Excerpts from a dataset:
━━━━━━━━━━━━━━━━━━━━

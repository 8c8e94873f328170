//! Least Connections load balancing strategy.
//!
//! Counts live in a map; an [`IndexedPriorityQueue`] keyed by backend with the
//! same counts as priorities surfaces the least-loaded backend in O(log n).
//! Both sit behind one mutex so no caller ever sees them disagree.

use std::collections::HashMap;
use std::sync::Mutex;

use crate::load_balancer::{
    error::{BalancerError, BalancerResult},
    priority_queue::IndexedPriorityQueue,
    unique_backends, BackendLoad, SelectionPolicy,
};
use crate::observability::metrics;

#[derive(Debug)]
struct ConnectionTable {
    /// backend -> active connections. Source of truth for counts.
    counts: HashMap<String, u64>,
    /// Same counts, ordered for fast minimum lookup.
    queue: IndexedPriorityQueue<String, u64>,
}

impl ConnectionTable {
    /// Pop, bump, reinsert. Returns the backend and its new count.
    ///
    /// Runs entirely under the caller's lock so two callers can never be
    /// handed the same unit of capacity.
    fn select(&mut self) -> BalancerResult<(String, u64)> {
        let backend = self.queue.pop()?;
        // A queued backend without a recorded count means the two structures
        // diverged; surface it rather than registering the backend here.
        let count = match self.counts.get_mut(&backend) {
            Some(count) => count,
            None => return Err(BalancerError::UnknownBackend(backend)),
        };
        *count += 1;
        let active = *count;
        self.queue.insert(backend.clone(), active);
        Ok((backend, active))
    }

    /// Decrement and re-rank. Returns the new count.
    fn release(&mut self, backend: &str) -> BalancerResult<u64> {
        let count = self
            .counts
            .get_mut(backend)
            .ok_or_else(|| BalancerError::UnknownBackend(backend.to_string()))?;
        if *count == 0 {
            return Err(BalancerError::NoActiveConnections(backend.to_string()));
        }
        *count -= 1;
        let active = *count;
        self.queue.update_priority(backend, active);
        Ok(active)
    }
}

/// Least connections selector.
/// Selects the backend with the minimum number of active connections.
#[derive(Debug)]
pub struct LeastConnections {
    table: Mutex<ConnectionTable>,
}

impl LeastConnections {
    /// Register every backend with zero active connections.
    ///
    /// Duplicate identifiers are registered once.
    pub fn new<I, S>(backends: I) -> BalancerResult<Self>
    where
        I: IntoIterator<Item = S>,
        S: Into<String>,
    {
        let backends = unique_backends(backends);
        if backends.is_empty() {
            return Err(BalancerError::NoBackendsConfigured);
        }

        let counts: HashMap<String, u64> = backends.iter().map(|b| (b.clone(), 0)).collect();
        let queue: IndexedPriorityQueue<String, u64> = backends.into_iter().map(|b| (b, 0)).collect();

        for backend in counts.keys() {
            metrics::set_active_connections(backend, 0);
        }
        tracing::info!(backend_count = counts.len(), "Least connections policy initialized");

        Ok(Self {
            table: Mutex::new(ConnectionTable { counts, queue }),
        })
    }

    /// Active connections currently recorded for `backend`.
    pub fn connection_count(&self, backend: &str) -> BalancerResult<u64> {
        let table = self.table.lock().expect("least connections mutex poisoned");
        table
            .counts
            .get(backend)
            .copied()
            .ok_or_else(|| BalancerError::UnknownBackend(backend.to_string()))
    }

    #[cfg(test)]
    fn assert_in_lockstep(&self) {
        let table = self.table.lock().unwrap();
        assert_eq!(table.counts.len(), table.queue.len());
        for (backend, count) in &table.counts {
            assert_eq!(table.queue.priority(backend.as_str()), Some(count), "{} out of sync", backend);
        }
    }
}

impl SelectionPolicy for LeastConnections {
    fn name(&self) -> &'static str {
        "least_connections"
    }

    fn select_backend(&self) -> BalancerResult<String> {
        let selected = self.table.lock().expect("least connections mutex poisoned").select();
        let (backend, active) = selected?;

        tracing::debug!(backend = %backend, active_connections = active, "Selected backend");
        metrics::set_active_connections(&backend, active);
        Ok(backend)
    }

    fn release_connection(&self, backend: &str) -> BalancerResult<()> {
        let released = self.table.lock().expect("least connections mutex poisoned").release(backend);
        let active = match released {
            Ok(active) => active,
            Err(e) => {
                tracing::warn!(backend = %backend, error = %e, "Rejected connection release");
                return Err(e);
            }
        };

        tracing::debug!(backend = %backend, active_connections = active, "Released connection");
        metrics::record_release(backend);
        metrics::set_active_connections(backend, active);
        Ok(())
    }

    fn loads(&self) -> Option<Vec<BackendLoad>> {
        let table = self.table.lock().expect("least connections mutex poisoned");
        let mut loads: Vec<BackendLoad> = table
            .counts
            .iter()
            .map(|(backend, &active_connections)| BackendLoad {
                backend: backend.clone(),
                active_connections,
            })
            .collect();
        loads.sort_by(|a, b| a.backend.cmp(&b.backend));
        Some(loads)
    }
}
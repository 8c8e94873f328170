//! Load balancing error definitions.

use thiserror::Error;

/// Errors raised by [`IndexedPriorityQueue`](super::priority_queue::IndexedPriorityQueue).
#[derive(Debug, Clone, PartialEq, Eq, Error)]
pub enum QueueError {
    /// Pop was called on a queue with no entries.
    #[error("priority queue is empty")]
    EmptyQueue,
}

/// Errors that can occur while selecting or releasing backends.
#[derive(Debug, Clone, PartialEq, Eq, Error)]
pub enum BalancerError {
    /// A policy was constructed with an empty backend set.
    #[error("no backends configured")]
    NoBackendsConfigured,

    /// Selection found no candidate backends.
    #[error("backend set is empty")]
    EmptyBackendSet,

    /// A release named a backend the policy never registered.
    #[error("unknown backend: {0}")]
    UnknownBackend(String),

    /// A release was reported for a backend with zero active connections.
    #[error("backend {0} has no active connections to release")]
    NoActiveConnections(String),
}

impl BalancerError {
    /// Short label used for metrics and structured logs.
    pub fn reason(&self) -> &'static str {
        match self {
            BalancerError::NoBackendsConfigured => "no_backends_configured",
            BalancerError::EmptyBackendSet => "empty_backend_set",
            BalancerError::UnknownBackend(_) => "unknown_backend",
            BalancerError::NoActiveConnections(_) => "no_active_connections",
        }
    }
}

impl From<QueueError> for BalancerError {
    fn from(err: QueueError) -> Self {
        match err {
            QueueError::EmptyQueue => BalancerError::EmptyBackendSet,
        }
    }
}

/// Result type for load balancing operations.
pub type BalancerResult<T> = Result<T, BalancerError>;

━━━━━━━━━━━━━━━━━━━━

● What needs to be done
Starting from the top of the records and ending at the line that contains "can never be", repeat each line exactly and return only those lines.

● Answer to this exercise
repository 8c8e94873f328170
//! Least Connections load balancing strategy.
//!
//! Counts live in a map; an [`IndexedPriorityQueue`] keyed by backend with the
//! same counts as priorities surfaces the least-loaded backend in O(log n).
//! Both sit behind one mutex so no caller ever sees them disagree.

use std::collections::HashMap;
use std::sync::Mutex;

use crate::load_balancer::{
    error::{BalancerError, BalancerResult},
    priority_queue::IndexedPriorityQueue,
    unique_backends, BackendLoad, SelectionPolicy,
};
use crate::observability::metrics;

#[derive(Debug)]
struct ConnectionTable {
    /// backend -> active connections. Source of truth for counts.
    counts: HashMap<String, u64>,
    /// Same counts, ordered for fast minimum lookup.
    queue: IndexedPriorityQueue<String, u64>,
}

impl ConnectionTable {
    /// Pop, bump, reinsert. Returns the backend and its new count.
    ///
    /// Runs entirely under the caller's lock so two callers can never be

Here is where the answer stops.